Question

I can not solve this integral

Answer 1

cool story bro

Answer 2

\[\int\limits_{1}^{9} \frac{ 1 }{ \sqrt{x*\sqrt{1+\sqrt{x}}} } \delta x \] (The integral is between 9 and 1

Answer 3

@TuringTest is here so have no fear ! :)

Answer 4

Why do some people think I am a math demi-god? I have no idea.... at least not yet.

Answer 5

try rewriting this with fractional powers instead of nested sqrts

Answer 6

then do a u-substitution where u = sqrt(x)
(i'm just eyeballing this but it seems like this should work)

Answer 7

you ought to try some of the things you suggest or it just becomes a flood of ideas rather than an clear approach that will help the asker.

Answer 8

No, substitute u = 1 + x^(1/2) Then du = (1/2)x^(-1/2) dx and then easy to solve from that point.

Answer 9

heh, same thing, just off by 1 (du is still the same)

Answer 10

@tcarroll010 yes, I agree :)

Answer 11

@cnknd , it is necessary to isolate that term of "1" into u along with the x^(1/2)

Answer 12

i don't think it's all that difficult to integrate (1+u)^(-1/4) rather than u^(-1/4)

Answer 13

\[2\int\limits_{}^{}\frac{ du }{ \sqrt{u} }\]

Answer 14

\[= 4\sqrt{u}\]Now, just put the expression for u back in.

Answer 15

\[4\sqrt{1 + \sqrt{x}}\]And you're done.

Answer 16

@tcarroll010 you forgot the a 2nd sqrt. it's \[2\int\limits_{2}^{4}\frac{ du }{ \sqrt{\sqrt{u}} }\]

Answer 17

Did not forget. Go back and look at the du equation. sqrt(x) is already in it.

Answer 18

original eqn had 3 sqrts

Answer 19

They get resolved in the du equation. Simply take the derivative of my answer and you'll see.

Answer 20

the first sqrt from the original expression covers both the x and the sqrt(1+sqrt(x))
unless my eyes are deceiving me.

Answer 21

@cnknd - @tcarroll010 is right, take a look again.

Answer 22

Simply rewrite the original equation to\[\frac{ 1 }{ \sqrt{x}\sqrt{1 + \sqrt{x}} }\]and then it will be clearer. Again, just take the derivative of my answer and you'll get the original equation, written either way.

Answer 23

original integrand was:
\[\frac{ 1 }{ \sqrt{x \sqrt{1+\sqrt{x}}} }\]

Answer 24

yes, which is the same as my re-write.

Answer 25

@cnknd - @tcarroll010 is right - he is making use of this:\[u = 1 + x^{1/2}\]Then\[du = (1/2)x^{-1/2} dx=\frac{dx}{2\sqrt{x}}\]

Answer 26

let \[A = \sqrt{1+\sqrt{x}}\]
the original integrand would be: \[\frac{ 1 }{ \sqrt{xA} }\]
and your rewrite is: \[\frac{ 1 }{ \sqrt{x}*A }\]
im pretty sure those are different

Answer 27

I can solve it.
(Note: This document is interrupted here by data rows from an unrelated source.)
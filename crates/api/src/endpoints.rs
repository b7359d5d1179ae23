//! The four routes of the patient server.

use reqwest::Method;

/// One call against the patient server.
///
/// Record identifiers travel as a single path segment; callers pass them raw and
/// [`HttpPatientApi`](crate::HttpPatientApi) percent-encodes them.
#[derive(Clone, Copy, Debug, PartialEq, Eq)]
pub enum Endpoint<'a> {
    /// `GET /view`
    View,
    /// `POST /create`
    Create,
    /// `PUT /edit/{id}`
    Edit(&'a str),
    /// `DELETE /delete/{id}`
    Delete(&'a str),
}

impl<'a> Endpoint<'a> {
    pub fn method(&self) -> Method {
        match self {
            Endpoint::View => Method::GET,
            Endpoint::Create => Method::POST,
            Endpoint::Edit(_) => Method::PUT,
            Endpoint::Delete(_) => Method::DELETE,
        }
    }

    /// Short operation name used in logs and error messages.
    pub fn operation(&self) -> &'static str {
        match self {
            Endpoint::View => "view",
            Endpoint::Create => "create",
            Endpoint::Edit(_) => "edit",
            Endpoint::Delete(_) => "delete",
        }
    }

    /// The record identifier carried in the path, if any.
    pub fn identifier(&self) -> Option<&'a str> {
        match *self {
            Endpoint::View | Endpoint::Create => None,
            Endpoint::Edit(id) | Endpoint::Delete(id) => Some(id),
        }
    }

    /// Unencoded path segments, in order.
    pub fn segments(&self) -> Vec<&'a str> {
        match *self {
            Endpoint::View => vec!["view"],
            Endpoint::Create => vec!["create"],
            Endpoint::Edit(id) => vec!["edit", id],
            Endpoint::Delete(id) => vec!["delete", id],
        }
    }
}

impl std::fmt::Display for Endpoint<'_> {
    fn fmt(&self, f: &mut std::fmt::Formatter<'_>) -> std::fmt::Result {
        write!(f, "{} /{}", self.method(), self.segments().join("/"))
    }
}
Thank you guys

Answer 28

if you want to double check your answer, here's wolframalpha's solution:
http://www.wolframalpha.com/input/?i=integrate+%281%2Fsqrt%28x*sqrt%281%2Bsqrt%28x%29%29%29%29

Answer 29

tcarroll010 was right. The best way is substitute u = 1 + x^(1/2)

Answer 30

oh - sorry @cnknd - I thought you were wondering where the \(\sqrt{x}\) went. you are right - there should be an extra sqrt there.

Answer 31

@tsghernan - please take note of what @cnknd was saying as well - there is an extra sqrt to put in

Answer 32

thank you sir moderator :)
and yea u = 1 + x^(1/2) is easier than what i suggested

Answer 33

Yes. I know it. I verified the result with the mathematica soft. I reached it. Thank you a lot

Answer 34

I do believe @cnknd has a point. It looks like \[2\int\limits_{}^{}\frac{ du }{ \sqrt[4]{u} }\]is the integral to be considered. How does that look to you now, @cnknd?

Answer 35

yea that's what i meant.

Answer 36

and then (8/3)u^(3/4) with the eventual substitution of u in terms of x. Is that what you are getting?

Answer 37

You are right ;)

Answer 38

Good catch @cnknd !

Answer 39

So, the answer is derived with a combination of my substitution equation of u = 1 + x^(1/2) (to resolve the other x^(1/2), that part is correct ) and @cnknd 's correction on the exponent on u going from 1/2 to 1/4.

Answer 40

nice to see a "team" working towards a solution :)